Sokolov picture Sokolov · May 31, 2014 · Viewed 10.4k times · Source

I have simple document with Java 8 date/time fields

@Document
public class Token {
    private Instant createdAt;
    ...
}

that I want to persist with Spring Data MongoDB version 1.5. But fields of type java.time.Instant could not be de-serialized correctly because MappingMongoConverter lacks converters for java.time classes.

In Spring 4 I found org.springframework.format.datetime.standard.DateTimeConverters with different Converters including InstantToLongConverter and LongToInstantConverter declared as private static classes.
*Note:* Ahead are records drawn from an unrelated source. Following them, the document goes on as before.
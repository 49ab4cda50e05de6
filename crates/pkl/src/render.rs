//! Deterministic PCF rendering of exported values.
//!
//! Used by the test harness (expected-file round-trips), by `toString`
//! on aggregates, and by the default `output.text` of a module. The
//! other output formats (JSON, YAML, plist, properties) are separate
//! renderers outside this crate.

use crate::{
    types::format_number,
    value::Exported,
};

/// Renders a module-level document: top-level properties without an
/// enclosing brace pair.
#[must_use]
pub fn render_document(value: &Exported) -> String {
    match value {
        Exported::Object {
            properties,
            elements,
            entries,
            ..
        } => {
            let mut out = String::new();
            render_members(&mut out, properties, entries, elements, 0);
            out
        }
        other => {
            let mut out = render_value(other, 0);
            out.push('\n');
            out
        }
    }
}

/// Renders a value at the given indentation depth (multi-line form).
#[must_use]
pub fn render_value(value: &Exported, indent: usize) -> String {
    match value {
        Exported::Null => "null".to_owned(),
        Exported::Bool(b) => b.to_string(),
        Exported::Int(i) => i.to_string(),
        Exported::Float(f) => format_number(*f),
        Exported::String(s) => quote(s),
        Exported::Duration(d) => d.to_string(),
        Exported::DataSize(d) => d.to_string(),
        Exported::Pair(p) => format!("Pair({}, {})", render_value(&p.0, indent), render_value(&p.1, indent)),
        Exported::Regex(p) => format!("Regex({})", quote(p)),
        Exported::Bytes(bytes) => {
            let parts: Vec<String> = bytes.iter().map(ToString::to_string).collect();
            format!("Bytes({})", parts.join(", "))
        }
        Exported::List(items) => {
            let parts: Vec<String> = items.iter().map(|v| render_value(v, indent)).collect();
            format!("List({})", parts.join(", "))
        }
        Exported::Set(items) => {
            let parts: Vec<String> = items.iter().map(|v| render_value(v, indent)).collect();
            format!("Set({})", parts.join(", "))
        }
        Exported::Map(entries) => {
            let parts: Vec<String> = entries
                .iter()
                .flat_map(|(k, v)| [render_value(k, indent), render_value(v, indent)])
                .collect();
            format!("Map({})", parts.join(", "))
        }
        Exported::Object {
            class_name,
            properties,
            elements,
            entries,
        } => {
            if properties.is_empty() && elements.is_empty() && entries.is_empty() {
                return object_header(class_name, "{}");
            }
            let mut body = String::from("{\n");
            render_members(&mut body, properties, entries, elements, indent + 1);
            body.push_str(&"  ".repeat(indent));
            body.push('}');
            object_header(class_name, &body)
        }
        Exported::Class(name) => format!("Class({name})"),
        Exported::TypeAlias(name) => format!("TypeAlias({name})"),
    }
}

/// Renders a value on a single line (interpolation / diagnostics).
#[must_use]
pub(crate) fn render_inline(value: &Exported) -> String {
    match value {
        Exported::Object {
            class_name,
            properties,
            elements,
            entries,
        } => {
            let mut parts: Vec<String> = Vec::new();
            for (name, v) in properties {
                parts.push(format!("{name} = {}", render_inline(v)));
            }
            for (k, v) in entries {
                parts.push(format!("[{}] = {}", render_inline(k), render_inline(v)));
            }
            for v in elements {
                parts.push(render_inline(v));
            }
            if parts.is_empty() {
                object_header(class_name, "{}")
            } else {
                object_header(class_name, &format!("{{ {} }}", parts.join("; ")))
            }
        }
        other => render_value(other, 0),
    }
}

fn object_header(class_name: &str, body: &str) -> String {
    match class_name {
        "Dynamic" | "Mapping" | "Listing" | "Module" => body.to_owned(),
        _ => format!("new {class_name} {body}"),
    }
}

fn render_members(
    out: &mut String,
    properties: &[(String, Exported)],
    entries: &[(Exported, Exported)],
    elements: &[Exported],
    indent: usize,
) {
    let pad = "  ".repeat(indent);
    for (name, value) in properties {
        match value {
            Exported::Object { .. } => {
                out.push_str(&format!("{pad}{name} {}\n", render_value(value, indent)));
            }
            other => out.push_str(&format!("{pad}{name} = {}\n", render_value(other, indent))),
        }
    }
    for (key, value) in entries {
        match value {
            Exported::Object { .. } => {
                out.push_str(&format!("{pad}[{}] {}\n", render_value(key, indent), render_value(value, indent)));
            }
            other => out.push_str(&format!(
                "{pad}[{}] = {}\n",
                render_value(key, indent),
                render_value(other, indent)
            )),
        }
    }
    for value in elements {
        out.push_str(&format!("{pad}{}\n", render_value(value, indent)));
    }
}

/// Quotes a string, switching to `#`-delimited raw form when the text
/// contains characters that would otherwise need escaping.
#[must_use]
pub(crate) fn quote(text: &str) -> String {
    let needs_raw = text.contains('"') || text.contains('\\');
    if !needs_raw {
        let escaped = text
            .replace('\n', "\\n")
            .replace('\t', "\\t")
            .replace('\r', "\\r");
        return format!("\"{escaped}\"");
    }
    // Pick enough `#`s that no `"##…#` run in the text closes the literal.
    let mut hashes = 1;
    loop {
        let closer = format!("\"{}", "#".repeat(hashes));
        if !text.contains(&closer) {
            break;
        }
        hashes += 1;
    }
    let delim = "#".repeat(hashes);
    format!("{delim}\"{text}\"{delim}")
}

#[cfg(test)]
mod tests {
    use super::*;

    #[test]
    fn scalars_render_canonically() {
        assert_eq!(render_value(&Exported::Int(42), 0), "42");
        assert_eq!(render_value(&Exported::Float(1.5), 0), "1.5");
        assert_eq!(render_value(&Exported::Float(2.0), 0), "2");
        assert_eq!(render_value(&Exported::Bool(true), 0), "true");
        assert_eq!(render_value(&Exported::Null, 0), "null");
        assert_eq!(render_value(&Exported::string("hi"), 0), "\"hi\"");
    }

    #[test]
    fn strings_with_quotes_use_raw_delimiters() {
        assert_eq!(render_value(&Exported::string("a\"b"), 0), "#\"a\"b\"#");
        assert_eq!(render_value(&Exported::string("a\\b"), 0), "#\"a\\b\"#");
        assert_eq!(render_value(&Exported::string("line\nbreak"), 0), "\"line\\nbreak\"");
    }

    #[test]
    fn objects_render_as_member_blocks() {
        let object = Exported::Object {
            class_name: "Dynamic".to_owned(),
            properties: vec![("x".to_owned(), Exported::Int(1))],
            elements: vec![Exported::string("elem")],
            entries: vec![(Exported::string("k"), Exported::Int(2))],
        };
        let rendered = render_value(&object, 0);
        assert_eq!(rendered, "{\n  x = 1\n  [\"k\"] = 2\n  \"elem\"\n}");
    }

    #[test]
    fn documents_render_top_level_properties_bare() {
        let module = Exported::Object {
            class_name: "Module".to_owned(),
            properties: vec![
                ("a".to_owned(), Exported::Int(1)),
                ("b".to_owned(), Exported::string("two")),
            ],
            elements: vec![],
            entries: vec![],
        };
        assert_eq!(render_document(&module), "a = 1\nb = \"two\"\n");
    }
}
How can I configure MongoTemplate to use them to map Instant fields to longs?

Answer

Sokolov picture Sokolov · Jun 1, 2014

I don't know if this is the best way but I added Java 8 Date/Time (JSR-310) types support to Spring Data MongoDB 1.5.0.RELEASE like this:

  1. First step. Add simple Spring Converters

    public class InstantToLongConverter implements Converter<Instant, Long> {
        @Override
        public Long convert(Instant instant) {
            return instant.toEpochMilli();
        }
    }
    
    public class LongToInstantConverter implements Converter<Long, Instant> {
        @Override
        public Instant convert(Long source) {
            return Instant.ofEpochMilli(source);
        }
    }
    
    public class LocalDateToStringConverter implements Converter<LocalDate, String> {
        @Override
        public String convert(LocalDate localDate) {
            return localDate.toString();
        }
    }
    
    public class StringToLocalDateConverter implements Converter<String, LocalDate> {
        @Override
        public LocalDate convert(String source) {
            return LocalDate.parse(source);
        }
    }
    
  2. Second step. Register these custom Converters with MappingMongoConverter in your AbstractMongoConfiguration implementation like this:

    @Configuration
    @EnableMongoRepositories(basePackages = {"my.app.repository"})
    public class MongoConfiguration extends AbstractMongoConfiguration {
    
        ...
    
        @Override
        public CustomConversions customConversions() {
            return new CustomConversions(Arrays.asList(
                    new InstantToLongConverter(), new LongToInstantConverter(),
                    new LocalDateToStringConverter(), new StringToLocalDateConverter()));
        }
    }
    

Now your document's Instant fields will be persisted as long values and LocalDates as Strings.